[The grand result of his determination not to compromise where truth was concerned, was the securing freedom of thought and speech. One man after another, looking back on his work, declares that if we can say what we think now, it is because he fought the battle of freedom. Not indeed the battle of toleration, if toleration means toleration of error for its own sake. Error, he thought, ought to be extirpated by all legitimate means, and not assisted because it is conscientiously held.

As Lord Hobhouse wrote, soon after his death:—

I see now many laudatory notices of him in papers. But I have not seen, and I think the younger men do not know, that which (apart from science) I should put forward as his strongest claim to reverence and gratitude; and that is the steadfast courage and consummate ability with which he fought the battle of intellectual freedom, and insisted that people should be allowed to speak their honest convictions without being oppressed or slandered by the orthodox. He was one of those, perhaps the very foremost, who won that priceless freedom for us; and, as is too common, people enter into the labours of the brave, and do not even know what their elders endured, or what has been done for themselves.

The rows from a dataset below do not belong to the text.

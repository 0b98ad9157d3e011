//! Miscellaneous utility functionality.
//!
//! Specifically, nothing in here is Lox-related, even though
//! it might be useful outside of this crate.
use macro_pub::macro_pub;

/// Creates a `HashMap` from the given key-value expressions.
///
/// Duplicate keys keep the last value, just like repeated inserts would.
#[macro_pub]
macro_rules! map {
    ($($key:expr => $value:expr),* $(,)?) => {
        ::std::collections::HashMap::from([$(($key, $value)),*])
    };
}
//! The Lox front end, split into submodules according to their functionality.
//! See the crate-level documentation for further information.

// Shared functionality
pub mod errors;
pub mod std;
pub mod types;
mod util;

// Specific Phases
pub mod token;
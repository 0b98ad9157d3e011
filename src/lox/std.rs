//! The canonical token dump format shared by Lox implementations:
//! `KIND lexeme literal`, one token per line, with `null` for tokens
//! that carry no literal.

use crate::lox::token::tokens::Token;

/// Renders a value in the canonical Lox dump format.
pub trait LoxStdDisplay {
    /// The canonical single-line representation.
    fn std_display(&self) -> String;
}

impl LoxStdDisplay for Token {
    #[inline]
    fn std_display(&self) -> String {
        let Token {
            kind,
            ref lexeme,
            ref literal,
            ..
        } = *self;

        match *literal {
            Some(ref literal) => format!("{kind} {lexeme} {literal}"),
            None => format!("{kind} {lexeme} null"),
        }
    }
}

#[cfg(test)]
mod test {
    use super::LoxStdDisplay;
    use crate::lox::token::lexer::tokenize;

    fn dump(source: &str) -> Vec<String> {
        tokenize(source)
            .expect("Tokenizing failed")
            .iter()
            .map(LoxStdDisplay::std_display)
            .collect()
    }

    #[test]
    fn canonical_dump() {
        assert_eq!(
            dump("var answer = 42;\nprint \"hi\" + 3.5;"),
            vec![
                "VAR var null",
                "IDENTIFIER answer null",
                "EQUAL = null",
                "NUMBER 42 42.0",
                "SEMICOLON ; null",
                "PRINT print null",
                "STRING \"hi\" hi",
                "PLUS + null",
                "NUMBER 3.5 3.5",
                "SEMICOLON ; null",
                "EOF  null",
            ]
        );
    }
}
//! Command line driver for Compilo: scans a file or REPL input and prints
//! the resulting tokens, reporting lexing errors through the exit code.
#![deny(
    warnings,
)]
#![deny(
    future_incompatible,
    keyword_idents,
    let_underscore,
    nonstandard_style,
)]
#![deny(
    clippy::all,
    clippy::pedantic,
)]
#![warn(unused)]

use clap::error::ErrorKind as ClapErrorKind;
use clap::{Parser, Subcommand};
use tracing::{debug, info};

use compilo::lox::errors::{EngineError, UnterminatedError};
use compilo::lox::std::LoxStdDisplay;
use compilo::lox::token::lexer;
use compilo::lox::token::tokens::Token;

use std::ffi::OsString;
use std::fs;
use std::io::{self, Error as IOError, Write};
use std::process::{ExitCode, Termination};

/// Load a file and run it through the scanner, printing every token.
/// TODO: Hand the tokens to the parser once it exists.
fn run_file(file: &str) -> Result<(), EngineError> {
    let source = fs::read_to_string(file)?;
    info!(file, bytes = source.len(), "scanning source file");

    let tokens = lexer::tokenize(&source)?;
    print_tokens(&tokens)?;
    Ok(())
}

/// Run the REPL Prompt.
///
/// A line that ends inside a string literal is continued on the next line
/// (prompted by `. `) instead of being reported. End of input quits.
fn run_prompt() -> Result<(), EngineError> {
    let stdin = io::stdin();
    let mut input = String::new();
    let mut line = String::new();
    loop {
        print!("{}", if input.is_empty() { "> " } else { ". " });
        io::stdout().flush()?;

        line.clear();
        if stdin.read_line(&mut line)? == 0 {
            if !input.is_empty() {
                report_input(&input, false)?;
            }
            println!();
            break Ok(());
        }
        input.push_str(&line);

        if report_input(&input, true)? {
            input.clear();
        } else {
            debug!(bytes = input.len(), "waiting for continuation line");
        }
    }
}

/// Scans one complete REPL input and prints its tokens or errors.
///
/// Returns `false` without printing anything if `allow_continuation` is set and
/// the input only failed because it ended too early.
fn report_input(input: &str, allow_continuation: bool) -> Result<bool, IOError> {
    match lexer::tokenize(input) {
        Ok(tokens) => print_tokens(&tokens)?,
        Err(errs) if allow_continuation && errs.is_unterminated() => return Ok(false),
        Err(errs) => eprintln!("{}", EngineError::from(errs).display_error()),
    }
    Ok(true)
}

/// Print the tokens in the canonical dump format, one per line.
fn print_tokens(tokens: &[Token]) -> Result<(), IOError> {
    let mut out = io::stdout().lock();
    for token in tokens {
        writeln!(out, "{}", token.std_display())?;
    }
    out.flush()
}

/// Installs the stderr log subscriber using the given `EnvFilter` directives.
fn init_logging(filter: &str) {
    tracing_subscriber::fmt()
        .with_env_filter(filter)
        .with_writer(io::stderr)
        .init();
}

/// Isomorphic to `Result<(), EngineError>`,
/// this allows for overriding the [Termination]
/// trait impl and report custom exit codes instead.
///
/// As this is only supposed to be used on the very
/// outer shell, the success value is dropped.
#[derive(Debug)]
enum EngineResult {
    /// Ok variant.
    Ok,
    /// Error variant
    Err(EngineError),
}

impl Termination for EngineResult {
    fn report(self) -> ExitCode {
        if let EngineResult::Err(err) = self {
            eprintln!("{}", err.display_error());
            err.into()
        } else {
            ExitCode::SUCCESS
        }
    }
}

impl<T, E> From<Result<T, E>> for EngineResult
where
    EngineError: From<E>,
{
    fn from(value: Result<T, E>) -> Self {
        match value {
            Ok(_) => EngineResult::Ok,
            Err(err) => EngineResult::Err(err.into()),
        }
    }
}

/// compilo scans Lox source code into tokens. Given a file it prints the
/// file's tokens; without arguments it starts an interactive prompt that
/// tokenizes every line entered.
#[derive(Parser, Debug)]
#[command(version, about, long_about = None)]
struct LoxArgs {
    /// Subcommands, mutually exclusive with [`source_file`].
    #[command(subcommand)]
    command: Option<LoxCommands>,

    /// Source File for the program; the REPL is started if omitted.
    source_file: Option<String>,

    /// Log filter directives, e.g. `compilo=debug`.
    #[arg(long = "log", env = "COMPILO_LOG", default_value = "warn", global = true)]
    log_filter: String,
}

/// Available commands in Compilo
#[derive(Subcommand, Debug)]
enum LoxCommands {
    /// run the lox repl.
    Repl,
    /// tokenize the given file and print its contents.
    Tokenize {
        /// File to scan.
        source_file: String,
    },
}

/// What the driver should do once the command line is understood.
#[derive(Debug, PartialEq)]
enum Invocation {
    /// Scan the given file.
    File(String),
    /// Start the REPL.
    Repl,
    /// Help or version text was printed; nothing left to do.
    Done,
}

/// The usage error reported for any command line that cannot be run.
fn usage_error() -> EngineError {
    EngineError::UsageError(env!("CARGO_PKG_NAME").to_owned())
}

/// Reads the command line, mapping everything clap rejects onto
/// [`EngineError::UsageError`] so it exits with `EX_USAGE`.
///
/// Help and version requests are printed here and yield [`Invocation::Done`].
/// The log filter is returned alongside the invocation.
fn parse_args<I, T>(args: I) -> Result<(Invocation, String), EngineError>
where
    I: IntoIterator<Item = T>,
    T: Into<OsString> + Clone,
{
    let LoxArgs {
        command,
        source_file,
        log_filter,
    } = match LoxArgs::try_parse_from(args) {
        Ok(args) => args,
        Err(err) if matches!(err.kind(), ClapErrorKind::DisplayHelp | ClapErrorKind::DisplayVersion) => {
            err.print()?;
            return Ok((Invocation::Done, String::new()));
        }
        Err(err) => {
            eprint!("{err}");
            return Err(usage_error());
        }
    };

    let invocation = match (command, source_file) {
        (None, Some(source_file))
        | (Some(LoxCommands::Tokenize { source_file }), None) => Invocation::File(source_file),

        (Some(LoxCommands::Repl) | None, None) => Invocation::Repl,

        // e.g. `compilo script.lox repl`
        (Some(_), Some(_)) => return Err(usage_error()),
    };
    Ok((invocation, log_filter))
}

fn main() -> EngineResult {
    let (invocation, log_filter) = match parse_args(std::env::args_os()) {
        Ok(parsed) => parsed,
        Err(err) => return EngineResult::Err(err),
    };

    match invocation {
        Invocation::File(source_file) => {
            init_logging(&log_filter);
            run_file(&source_file).into()
        }
        Invocation::Repl => {
            init_logging(&log_filter);
            run_prompt().into()
        }
        Invocation::Done => EngineResult::Ok,
    }
}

With this went a proud independence of spirit, intolerant of patronage, careless of titular honours, indifferent to the accumulation of worldly wealth. He cared little even for recognition of his work. "If I had 400 pounds a year" [A sum which might have supported a bachelor, but was entirely inadequate to the needs of a large family.], he exclaimed at the outset of his career, "I should be content to work anonymously for the advancement of science." The only recognition he considered worth having, was that of the scientific world; yet so little did he seek it, so little insist on questions of priority, that, as Professor Howes tells me, there are at South Kensington among the mass of unpublished drawings from dissections made by him, many which show that he had arrived at discoveries which afterwards brought credit to other investigators.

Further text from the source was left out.